1. Configure the TOML file

A single TOML file controls both phases of the pipeline. See configs/czii.toml (default mode) or configs/synapse.toml (synapse mode) for examples.

• [tool.polnet] — Phase 1 (polnet-synaptic)
• [tool.faket] — Phase 2 (faket-polnet)

See polnet-synaptic and faket-polnet for more detailed parameter documentation.

2. Set up the directory structure

In your base_dir (defined in [tool.faket]), create a style_tomograms_{style_index} directory containing experimental tomograms to use as style references for neural style transfer.

In Phase 1, PolNet will automatically create simulation_dir_{simulation_index}/ inside base_dir. Phase 2 will use the the simulation generated by PolNet and the user-provided style tomograms as input.

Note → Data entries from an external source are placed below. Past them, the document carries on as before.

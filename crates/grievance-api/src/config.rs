use std::path::Path;
use std::time::Duration;

use anyhow::{anyhow, Context, Result};
use grievance_core::{DuplicatePolicy, ScoringTables};
use grievance_ledger::DEFAULT_MAX_EVENT_SPAN;
use serde::{Deserialize, Serialize};

/// Runtime knobs shared by the service and the CLI. Every field has a default.
#[derive(Debug, Clone, Serialize, Deserialize, PartialEq)]
#[serde(default)]
pub struct GrievanceConfig {
    pub sweep_interval_secs: u64,
    pub sweep_batch_limit: usize,
    pub background_workers: usize,
    pub background_capacity: usize,
    pub scoring: ScoringTables,
    pub duplicates: DuplicatePolicy,
    pub max_event_span: u64,
    pub subscription_buffer: usize,
}

impl Default for GrievanceConfig {
    fn default() -> Self {
        Self {
            sweep_interval_secs: 300,
            sweep_batch_limit: 500,
            background_workers: 4,
            background_capacity: 1024,
            scoring: ScoringTables::default(),
            duplicates: DuplicatePolicy::default(),
            max_event_span: DEFAULT_MAX_EVENT_SPAN,
            subscription_buffer: 256,
        }
    }
}

impl GrievanceConfig {
    /// # Errors
    /// Returns an error when the YAML is malformed or the values are out of range.
    pub fn from_yaml_str(raw: &str) -> Result<Self> {
        let config: Self = serde_yaml::from_str(raw).context("failed to parse grievance config")?;
        config.validate()?;
        Ok(config)
    }

    /// # Errors
    /// Returns an error when the file cannot be read or parsed.
    pub fn load(path: &Path) -> Result<Self> {
        let raw = std::fs::read_to_string(path)
            .with_context(|| format!("failed to read config {}", path.display()))?;
        Self::from_yaml_str(&raw).with_context(|| format!("invalid config {}", path.display()))
    }

    /// # Errors
    /// Returns an error describing the first out-of-range value.
    pub fn validate(&self) -> Result<()> {
        if self.sweep_interval_secs == 0 {
            return Err(anyhow!("sweep_interval_secs MUST be positive"));
        }
        if self.sweep_batch_limit == 0 {
            return Err(anyhow!("sweep_batch_limit MUST be positive"));
        }
        if self.background_workers == 0 || self.background_capacity == 0 {
            return Err(anyhow!("background_workers and background_capacity MUST be positive"));
        }
        if self.max_event_span == 0 {
            return Err(anyhow!("max_event_span MUST be positive"));
        }
        if self.subscription_buffer == 0 {
            return Err(anyhow!("subscription_buffer MUST be positive"));
        }

        let policy = &self.duplicates;
        for (field, value) in [
            ("similarity_threshold", policy.similarity_threshold),
            ("duplicate_threshold", policy.duplicate_threshold),
        ] {
            if !(0.0..=1.0).contains(&value) {
                return Err(anyhow!("duplicates.{field} MUST be in [0, 1]"));
            }
        }
        if policy.duplicate_threshold < policy.similarity_threshold {
            return Err(anyhow!(
                "duplicates.duplicate_threshold MUST NOT be below similarity_threshold"
            ));
        }
        if policy.geo_box_degrees <= 0.0 || policy.candidate_window_days <= 0 {
            return Err(anyhow!(
                "duplicates.geo_box_degrees and candidate_window_days MUST be positive"
            ));
        }
        Ok(())
    }

    #[must_use]
    pub fn sweep_interval(&self) -> Duration {
        Duration::from_secs(self.sweep_interval_secs)
    }
}

#[cfg(test)]
mod tests {
    use grievance_core::GrievanceStatus;

    use super::*;

    #[test]
    fn empty_document_yields_defaults() -> Result<()> {
        let config = GrievanceConfig::from_yaml_str("{}")?;
        assert_eq!(config, GrievanceConfig::default());
        assert_eq!(config.sweep_interval(), Duration::from_secs(300));
        assert_eq!(config.max_event_span, 10);
        Ok(())
    }

    #[test]
    fn partial_overrides_keep_other_defaults() -> Result<()> {
        let config = GrievanceConfig::from_yaml_str(
            "sweep_interval_secs: 60\n\
             scoring:\n  status_multipliers:\n    pending: 2.0\n\
             duplicates:\n  max_results: 3\n",
        )?;
        assert_eq!(config.sweep_interval_secs, 60);
        assert_eq!(config.background_workers, 4);
        assert!((config.scoring.status_multiplier(GrievanceStatus::Pending) - 2.0).abs() < 1e-9);
        assert_eq!(config.duplicates.max_results, 3);
        assert!((config.duplicates.duplicate_threshold - 0.90).abs() < 1e-9);
        Ok(())
    }

    #[test]
    fn out_of_range_values_are_rejected() {
        assert!(GrievanceConfig::from_yaml_str("background_workers: 0").is_err());
        assert!(GrievanceConfig::from_yaml_str("duplicates:\n  duplicate_threshold: 1.5").is_err());
        assert!(GrievanceConfig::from_yaml_str(
            "duplicates:\n  similarity_threshold: 0.95\n  duplicate_threshold: 0.9"
        )
        .is_err());
        assert!(GrievanceConfig::from_yaml_str("sweep_interval_secs: [1]").is_err());
    }
}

3. Download pretrained VGG19 weights

FakET uses a pretrained VGG19 model for neural style transfer. On most HPC systems, compute nodes do not have internet access, so download the weights from the login node before running any jobs:

python - <<'EOF'
from torchvision.models import vgg19, VGG19_Weights
vgg19(weights=VGG19_Weights.DEFAULT)
EOF

The weights will be cached locally, and SLURM will automatically locate the cached file.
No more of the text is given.